→ Problem to solve:
Say only the number of lines in the entries below that contain "PitchLimits".

→ Provided data:
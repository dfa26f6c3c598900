pub mod inertia;
pub mod scheduler;

pub use inertia::Inertia;
pub use scheduler::{FrameId, FrameScheduler, ManualFrameScheduler};
//! Gallery builder for fluent API configuration
//!
//! This module provides a DomeGalleryBuilder that configures a gallery from
//! an interaction profile plus individual overrides.

use crate::{
    animation::scheduler::{FrameScheduler, ManualFrameScheduler},
    core::{
        config::{GalleryConfig, InteractionProfile, StyleConfig},
        geo::Point,
        rotation::{PitchLimits, Rotation},
    },
    gallery::DomeGallery,
    layout::tiles::ImageDescriptor,
    GalleryError, Result,
};

/// Builder for creating and configuring DomeGallery instances
pub struct DomeGalleryBuilder {
    images: Vec<ImageDescriptor>,
    profile: InteractionProfile,
    segments: Option<u32>,
    fit: Option<f64>,
    min_radius: Option<f64>,
    pitch_limits: Option<PitchLimits>,
    drag_divisor: Option<f64>,
    inertia: Option<bool>,
    wheel: Option<bool>,
    style: Option<StyleConfig>,
    container_size: Option<Point>,
    initial_rotation: Option<Rotation>,
}

impl DomeGalleryBuilder {
    pub fn new() -> Self {
        Self {
            images: Vec::new(),
            profile: InteractionProfile::default(),
            segments: None,
            fit: None,
            min_radius: None,
            pitch_limits: None,
            drag_divisor: None,
            inertia: None,
            wheel: None,
            style: None,
            container_size: None,
            initial_rotation: None,
        }
    }

    /// Set the image pool
    pub fn with_images<I, T>(mut self, images: I) -> Self
    where
        I: IntoIterator<Item = T>,
        T: Into<ImageDescriptor>,
    {
        self.images = images.into_iter().map(Into::into).collect();
        self
    }

    /// Add one image to the pool
    pub fn with_image(mut self, src: impl Into<String>, alt: impl Into<String>) -> Self {
        self.images.push(ImageDescriptor::new(src, alt));
        self
    }

    /// Set the interaction profile
    pub fn with_profile(mut self, profile: InteractionProfile) -> Self {
        self.profile = profile;
        self
    }

    /// Use a complete configuration
    pub fn with_config(mut self, config: GalleryConfig) -> Self {
        self.profile = InteractionProfile::Custom(config);
        self
    }

    /// Set the number of sphere columns
    pub fn with_segments(mut self, segments: u32) -> Self {
        self.segments = Some(segments);
        self
    }

    /// Set the radius fit factor and an optional lower bound in pixels
    pub fn with_fit(mut self, fit: f64, min_radius: Option<f64>) -> Self {
        self.fit = Some(fit);
        self.min_radius = min_radius;
        self
    }

    /// Set pitch limits in degrees
    pub fn with_pitch_limits(mut self, min: f64, max: f64) -> Self {
        self.pitch_limits = Some(PitchLimits::new(min, max));
        self
    }

    /// Set how many pixels of drag make one degree of rotation
    pub fn with_drag_sensitivity(mut self, pixels_per_degree: f64) -> Self {
        self.drag_divisor = Some(pixels_per_degree);
        self
    }

    /// Enable or disable post-release coasting
    pub fn with_inertia(mut self, enabled: bool) -> Self {
        self.inertia = Some(enabled);
        self
    }

    /// Enable or disable horizontal wheel rotation
    pub fn with_wheel_rotation(mut self, enabled: bool) -> Self {
        self.wheel = Some(enabled);
        self
    }

    pub fn with_style(mut self, style: StyleConfig) -> Self {
        self.style = Some(style);
        self
    }

    /// Set the container size used for the initial radius
    pub fn with_container_size(mut self, width: f64, height: f64) -> Self {
        self.container_size = Some(Point::new(width, height));
        self
    }

    pub fn with_rotation(mut self, rotation: Rotation) -> Self {
        self.initial_rotation = Some(rotation);
        self
    }

    /// Resolve the profile and overrides into a validated configuration
    pub fn config(&self) -> Result<GalleryConfig> {
        let mut config = self.profile.resolve();

        if let Some(segments) = self.segments {
            config.layout.segments = segments;
        }
        if let Some(fit) = self.fit {
            config.layout.fit = fit;
            config.layout.min_radius = self.min_radius;
        }
        if let Some(limits) = self.pitch_limits {
            config.pitch = limits;
        }
        if let Some(divisor) = self.drag_divisor {
            config.gesture.drag_divisor = divisor;
        }
        if let Some(enabled) = self.inertia {
            config.inertia.enabled = enabled;
        }
        if let Some(enabled) = self.wheel {
            config.wheel.enabled = enabled;
        }
        if let Some(style) = &self.style {
            config.style = style.clone();
        }

        config.validate()?;
        Ok(config)
    }

    /// Build the gallery with a polled frame scheduler
    pub fn build(self) -> Result<DomeGallery> {
        self.build_with_scheduler(ManualFrameScheduler::new())
    }

    /// Build the gallery on top of a host frame scheduler
    pub fn build_with_scheduler<S: FrameScheduler>(self, scheduler: S) -> Result<DomeGallery<S>> {
        let config = self.config()?;

        if let Some(size) = self.container_size {
            if !(size.x > 0.0 && size.y > 0.0) {
                return Err(GalleryError::InvalidConfig(format!(
                    "container size must be positive, got {}x{}",
                    size.x, size.y
                )));
            }
        }

        let mut gallery = DomeGallery::with_scheduler(self.images, config, scheduler)?;

        if let Some(size) = self.container_size {
            gallery.set_container_size(size.x, size.y);
        }
        if let Some(rotation) = self.initial_rotation {
            gallery.set_rotation(rotation);
            // Construction is not a user-visible rotation
            gallery.process_events();
        }

        Ok(gallery)
    }
}

impl Default for DomeGalleryBuilder {
    fn default() -> Self {
        Self::new()
    }
}

/// Convenience methods for common gallery setups
impl DomeGalleryBuilder {
    /// Standard desktop gallery
    pub fn desktop<I, T>(images: I) -> Self
    where
        I: IntoIterator<Item = T>,
        T: Into<ImageDescriptor>,
    {
        Self::new()
            .with_images(images)
            .with_profile(InteractionProfile::Standard)
    }

    /// Gallery that never animates on its own
    pub fn reduced_motion<I, T>(images: I) -> Self
    where
        I: IntoIterator<Item = T>,
        T: Into<ImageDescriptor>,
    {
        Self::new()
            .with_images(images)
            .with_profile(InteractionProfile::ReducedMotion)
    }

    /// Smaller sphere for narrow screens, without wheel rotation so the
    /// page keeps scrolling
    pub fn mobile<I, T>(images: I) -> Self
    where
        I: IntoIterator<Item = T>,
        T: Into<ImageDescriptor>,
    {
        Self::new()
            .with_images(images)
            .with_segments(20)
            .with_wheel_rotation(false)
    }
}

#[cfg(test)]
mod tests {
    use super::*;
    use crate::input::handler::InteractionState;

    #[test]
    fn test_builder_overrides() {
        let gallery = DomeGalleryBuilder::new()
            .with_images(["a.jpg", "b.jpg", "c.jpg"])
            .with_segments(10)
            .with_pitch_limits(-10.0, 10.0)
            .with_container_size(700.0, 600.0)
            .build()
            .unwrap();

        assert_eq!(gallery.tiles().len(), 50);
        assert_eq!(gallery.config().pitch, PitchLimits::new(-10.0, 10.0));
        assert_eq!(gallery.radius(), 300.0);
        assert_eq!(gallery.state(), InteractionState::Idle);
    }

    #[test]
    fn test_builder_profile_then_override() {
        let config = DomeGalleryBuilder::reduced_motion(["a.jpg"])
            .with_inertia(true)
            .config()
            .unwrap();
        assert!(config.inertia.enabled);
        assert!(!config.wheel.enabled);
    }

    #[test]
    fn test_builder_initial_rotation_is_clamped() {
        let mut gallery = DomeGalleryBuilder::new()
            .with_image("a.jpg", "A")
            .with_rotation(Rotation::new(80.0, 30.0))
            .build()
            .unwrap();
        assert_eq!(gallery.rotation(), Rotation::new(25.0, 30.0));
        assert!(gallery.process_events().is_empty());
    }

    #[test]
    fn test_builder_rejects_bad_values() {
        assert!(DomeGalleryBuilder::new().with_segments(0).build().is_err());
        assert!(DomeGalleryBuilder::new()
            .with_container_size(0.0, 100.0)
            .build()
            .is_err());
        assert!(DomeGalleryBuilder::new()
            .with_drag_sensitivity(-1.0)
            .build()
            .is_err());
    }
}
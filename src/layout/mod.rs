pub mod geometry;
pub mod tiles;

pub use geometry::{base_rotation, fit_radius, TileAngles};
pub use tiles::{
    build_slots, build_tiles, load_hint, normalize_pool, preload_sources, ImageDescriptor,
    LoadPriority, LoadingMode, Slot, Tile, TileAspect,
};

→ Answer section:
4